Items from a dataset
· · · ·
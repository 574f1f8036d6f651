//! Tick State and Tick Arrays
//!
//! Ticks are stored in fixed-size arrays of `TICK_ARRAY_SIZE` consecutive
//! spaced ticks. Each array is its own PDA keyed by the pool and the array's
//! start tick, so positions and swaps only load the arrays they touch.

use borsh::{BorshDeserialize, BorshSerialize};
use solana_program::pubkey::Pubkey;

use crate::{
    constants::{TICK_ARRAY_SIZE, TICK_MAX, TICK_MIN},
    error::ClmmError,
    libraries::liquidity_math::add_delta,
};

/// Per-tick liquidity and fee bookkeeping.
#[derive(BorshSerialize, BorshDeserialize, Debug, Default, Clone, Copy, PartialEq)]
pub struct TickState {
    pub tick: i32,
    /// Liquidity added (lower boundary) or removed (upper boundary) when the
    /// price crosses this tick moving up
    pub liquidity_net: i128,
    /// Total liquidity referencing this tick; zero means uninitialized
    pub liquidity_gross: u128,
    /// Fee growth on the other side of this tick relative to the current tick
    pub fee_growth_outside_0_x64: u128,
    pub fee_growth_outside_1_x64: u128,
}

impl TickState {
    pub const LEN: usize = 4 + 16 + 16 + 16 + 16;

    pub fn is_initialized(&self) -> bool {
        self.liquidity_gross != 0
    }

    /// Applies a liquidity change of a position boundary on this tick.
    ///
    /// Returns true when the tick flipped between initialized and uninitialized.
    pub fn update(
        &mut self,
        tick_current: i32,
        liquidity_delta: i128,
        fee_growth_global_0_x64: u128,
        fee_growth_global_1_x64: u128,
        upper: bool,
        max_liquidity: u128,
    ) -> Result<bool, ClmmError> {
        let liquidity_gross_before = self.liquidity_gross;
        let liquidity_gross_after = add_delta(liquidity_gross_before, liquidity_delta)?;

        if liquidity_gross_after > max_liquidity {
            return Err(ClmmError::TickLiquidityOverflow);
        }

        let flipped = (liquidity_gross_after == 0) != (liquidity_gross_before == 0);

        if liquidity_gross_before == 0 {
            // all growth before initialization happened below the tick
            if self.tick <= tick_current {
                self.fee_growth_outside_0_x64 = fee_growth_global_0_x64;
                self.fee_growth_outside_1_x64 = fee_growth_global_1_x64;
            }
        }

        self.liquidity_gross = liquidity_gross_after;
        self.liquidity_net = if upper {
            self.liquidity_net.checked_sub(liquidity_delta)
        } else {
            self.liquidity_net.checked_add(liquidity_delta)
        }
        .ok_or(ClmmError::MathOverflow)?;

        Ok(flipped)
    }

    /// Transitions the tick as the price crosses it and returns its net liquidity.
    pub fn cross(&mut self, fee_growth_global_0_x64: u128, fee_growth_global_1_x64: u128) -> i128 {
        self.fee_growth_outside_0_x64 =
            fee_growth_global_0_x64.wrapping_sub(self.fee_growth_outside_0_x64);
        self.fee_growth_outside_1_x64 =
            fee_growth_global_1_x64.wrapping_sub(self.fee_growth_outside_1_x64);
        self.liquidity_net
    }

    /// Resets everything but the tick index.
    pub fn clear(&mut self) {
        *self = TickState {
            tick: self.tick,
            ..Default::default()
        };
    }
}

/// Maximum gross liquidity per tick so that the sum over every usable tick
/// cannot overflow u128.
pub fn max_liquidity_per_tick(tick_spacing: u16) -> u128 {
    let spacing = tick_spacing as i32;
    let min_tick = (TICK_MIN / spacing) * spacing;
    let max_tick = (TICK_MAX / spacing) * spacing;
    let num_ticks = ((max_tick - min_tick) / spacing) as u128 + 1;
    u128::MAX / num_ticks
}

/// Fee growth per unit of liquidity inside `[lower, upper)`.
///
/// All arithmetic wraps; only differences of these values are meaningful.
pub fn get_fee_growth_inside(
    tick_lower: &TickState,
    tick_upper: &TickState,
    tick_current: i32,
    fee_growth_global_0_x64: u128,
    fee_growth_global_1_x64: u128,
) -> (u128, u128) {
    let (fee_growth_below_0_x64, fee_growth_below_1_x64) = if tick_current >= tick_lower.tick {
        (
            tick_lower.fee_growth_outside_0_x64,
            tick_lower.fee_growth_outside_1_x64,
        )
    } else {
        (
            fee_growth_global_0_x64.wrapping_sub(tick_lower.fee_growth_outside_0_x64),
            fee_growth_global_1_x64.wrapping_sub(tick_lower.fee_growth_outside_1_x64),
        )
    };

    let (fee_growth_above_0_x64, fee_growth_above_1_x64) = if tick_current < tick_upper.tick {
        (
            tick_upper.fee_growth_outside_0_x64,
            tick_upper.fee_growth_outside_1_x64,
        )
    } else {
        (
            fee_growth_global_0_x64.wrapping_sub(tick_upper.fee_growth_outside_0_x64),
            fee_growth_global_1_x64.wrapping_sub(tick_upper.fee_growth_outside_1_x64),
        )
    };

    (
        fee_growth_global_0_x64
            .wrapping_sub(fee_growth_below_0_x64)
            .wrapping_sub(fee_growth_above_0_x64),
        fee_growth_global_1_x64
            .wrapping_sub(fee_growth_below_1_x64)
            .wrapping_sub(fee_growth_above_1_x64),
    )
}

/// A PDA holding `TICK_ARRAY_SIZE` consecutive ticks of one pool.
#[derive(BorshSerialize, BorshDeserialize, Debug, Clone, PartialEq)]
pub struct TickArrayState {
    pub is_initialized: bool,
    pub pool_id: Pubkey,
    pub start_tick_index: i32,
    /// Number of initialized ticks; the bitmap bit is set while non-zero
    pub initialized_tick_count: u8,
    pub ticks: Vec<TickState>,
}

impl TickArrayState {
    pub fn get_packed_len() -> usize {
        1 +  // is_initialized
        32 + // pool_id
        4 +  // start_tick_index
        1 +  // initialized_tick_count
        4 + TickState::LEN * TICK_ARRAY_SIZE // ticks (borsh vec length prefix + entries)
    }

    pub fn new(pool_id: Pubkey, start_tick_index: i32, tick_spacing: u16) -> Self {
        let ticks = (0..TICK_ARRAY_SIZE as i32)
            .map(|i| TickState {
                tick: start_tick_index + i * tick_spacing as i32,
                ..Default::default()
            })
            .collect();
        Self {
            is_initialized: true,
            pool_id,
            start_tick_index,
            initialized_tick_count: 0,
            ticks,
        }
    }

    /// Number of ticks (not spaced ticks) covered by one array.
    pub fn tick_count(tick_spacing: u16) -> i32 {
        TICK_ARRAY_SIZE as i32 * tick_spacing as i32
    }

    /// Start tick of the array containing `tick`.
    pub fn get_array_start_index(tick: i32, tick_spacing: u16) -> i32 {
        let ticks_in_array = Self::tick_count(tick_spacing);
        tick.div_euclid(ticks_in_array) * ticks_in_array
    }

    /// Whether `start_tick_index` is the start of an array inside the tick range.
    pub fn check_is_valid_start_index(start_tick_index: i32, tick_spacing: u16) -> bool {
        if tick_spacing == 0 || start_tick_index % Self::tick_count(tick_spacing) != 0 {
            return false;
        }
        let min_start = Self::get_array_start_index(TICK_MIN, tick_spacing);
        let max_start = Self::get_array_start_index(TICK_MAX, tick_spacing);
        (min_start..=max_start).contains(&start_tick_index)
    }

    fn tick_offset(&self, tick: i32, tick_spacing: u16) -> Result<usize, ClmmError> {
        let spacing = tick_spacing as i32;
        if tick % spacing != 0 {
            return Err(ClmmError::InvalidTickIndex);
        }
        let offset = (tick - self.start_tick_index) / spacing;
        if tick < self.start_tick_index || offset >= TICK_ARRAY_SIZE as i32 {
            return Err(ClmmError::InvalidTickArray);
        }
        Ok(offset as usize)
    }

    pub fn get_tick_state(&self, tick: i32, tick_spacing: u16) -> Result<&TickState, ClmmError> {
        let offset = self.tick_offset(tick, tick_spacing)?;
        self.ticks.get(offset).ok_or(ClmmError::InvalidTickArray)
    }

    pub fn get_tick_state_mut(
        &mut self,
        tick: i32,
        tick_spacing: u16,
    ) -> Result<&mut TickState, ClmmError> {
        let offset = self.tick_offset(tick, tick_spacing)?;
        self.ticks.get_mut(offset).ok_or(ClmmError::InvalidTickArray)
    }

    /// Tracks a tick flip. Returns true when the array itself flipped between
    /// holding no initialized ticks and holding some.
    pub fn update_initialized_tick_count(&mut self, tick_initialized: bool) -> Result<bool, ClmmError> {
        if tick_initialized {
            self.initialized_tick_count = self
                .initialized_tick_count
                .checked_add(1)
                .ok_or(ClmmError::MathOverflow)?;
            Ok(self.initialized_tick_count == 1)
        } else {
            self.initialized_tick_count = self
                .initialized_tick_count
                .checked_sub(1)
                .ok_or(ClmmError::MathOverflow)?;
            Ok(self.initialized_tick_count == 0)
        }
    }

    /// Next initialized tick inside this array: lesser than or equal to
    /// `tick_current` when `zero_for_one`, strictly greater otherwise.
    pub fn next_initialized_tick(
        &self,
        tick_current: i32,
        tick_spacing: u16,
        zero_for_one: bool,
    ) -> Option<i32> {
        let spacing = tick_spacing as i32;
        let last_offset = TICK_ARRAY_SIZE as i32 - 1;
        // offset of the spaced tick at or below tick_current, may be outside [0, 59]
        let offset = (tick_current - self.start_tick_index).div_euclid(spacing);

        if zero_for_one {
            if offset < 0 {
                return None;
            }
            let from = offset.min(last_offset) as usize;
            self.ticks[..=from]
                .iter()
                .rev()
                .find(|t| t.is_initialized())
                .map(|t| t.tick)
        } else {
            let from = (offset + 1).max(0);
            if from > last_offset {
                return None;
            }
            self.ticks[from as usize..]
                .iter()
                .find(|t| t.is_initialized())
                .map(|t| t.tick)
        }
    }

    /// The initialized tick a swap reaches first when entering this array:
    /// the highest when moving down, the lowest when moving up.
    pub fn first_initialized_tick(&self, zero_for_one: bool) -> Option<i32> {
        if zero_for_one {
            self.ticks.iter().rev().find(|t| t.is_initialized()).map(|t| t.tick)
        } else {
            self.ticks.iter().find(|t| t.is_initialized()).map(|t| t.tick)
        }
    }
}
· · · ·
◆ **PROBLEM TO SOLVE**
Could you return exactly the stretch of the data above that starts at the line with "self.liquidity_net.checked_sub(liquidity_delta)" and ends at the line with "pub fn clear(&mut", both lines included?

◆ **RESPONSE**
            self.liquidity_net.checked_sub(liquidity_delta)
        } else {
            self.liquidity_net.checked_add(liquidity_delta)
        }
        .ok_or(ClmmError::MathOverflow)?;

        Ok(flipped)
    }

    /// Transitions the tick as the price crosses it and returns its net liquidity.
    pub fn cross(&mut self, fee_growth_global_0_x64: u128, fee_growth_global_1_x64: u128) -> i128 {
        self.fee_growth_outside_0_x64 =
            fee_growth_global_0_x64.wrapping_sub(self.fee_growth_outside_0_x64);
        self.fee_growth_outside_1_x64 =
            fee_growth_global_1_x64.wrapping_sub(self.fee_growth_outside_1_x64);
        self.liquidity_net
    }

    /// Resets everything but the tick index.
    pub fn clear(&mut self) {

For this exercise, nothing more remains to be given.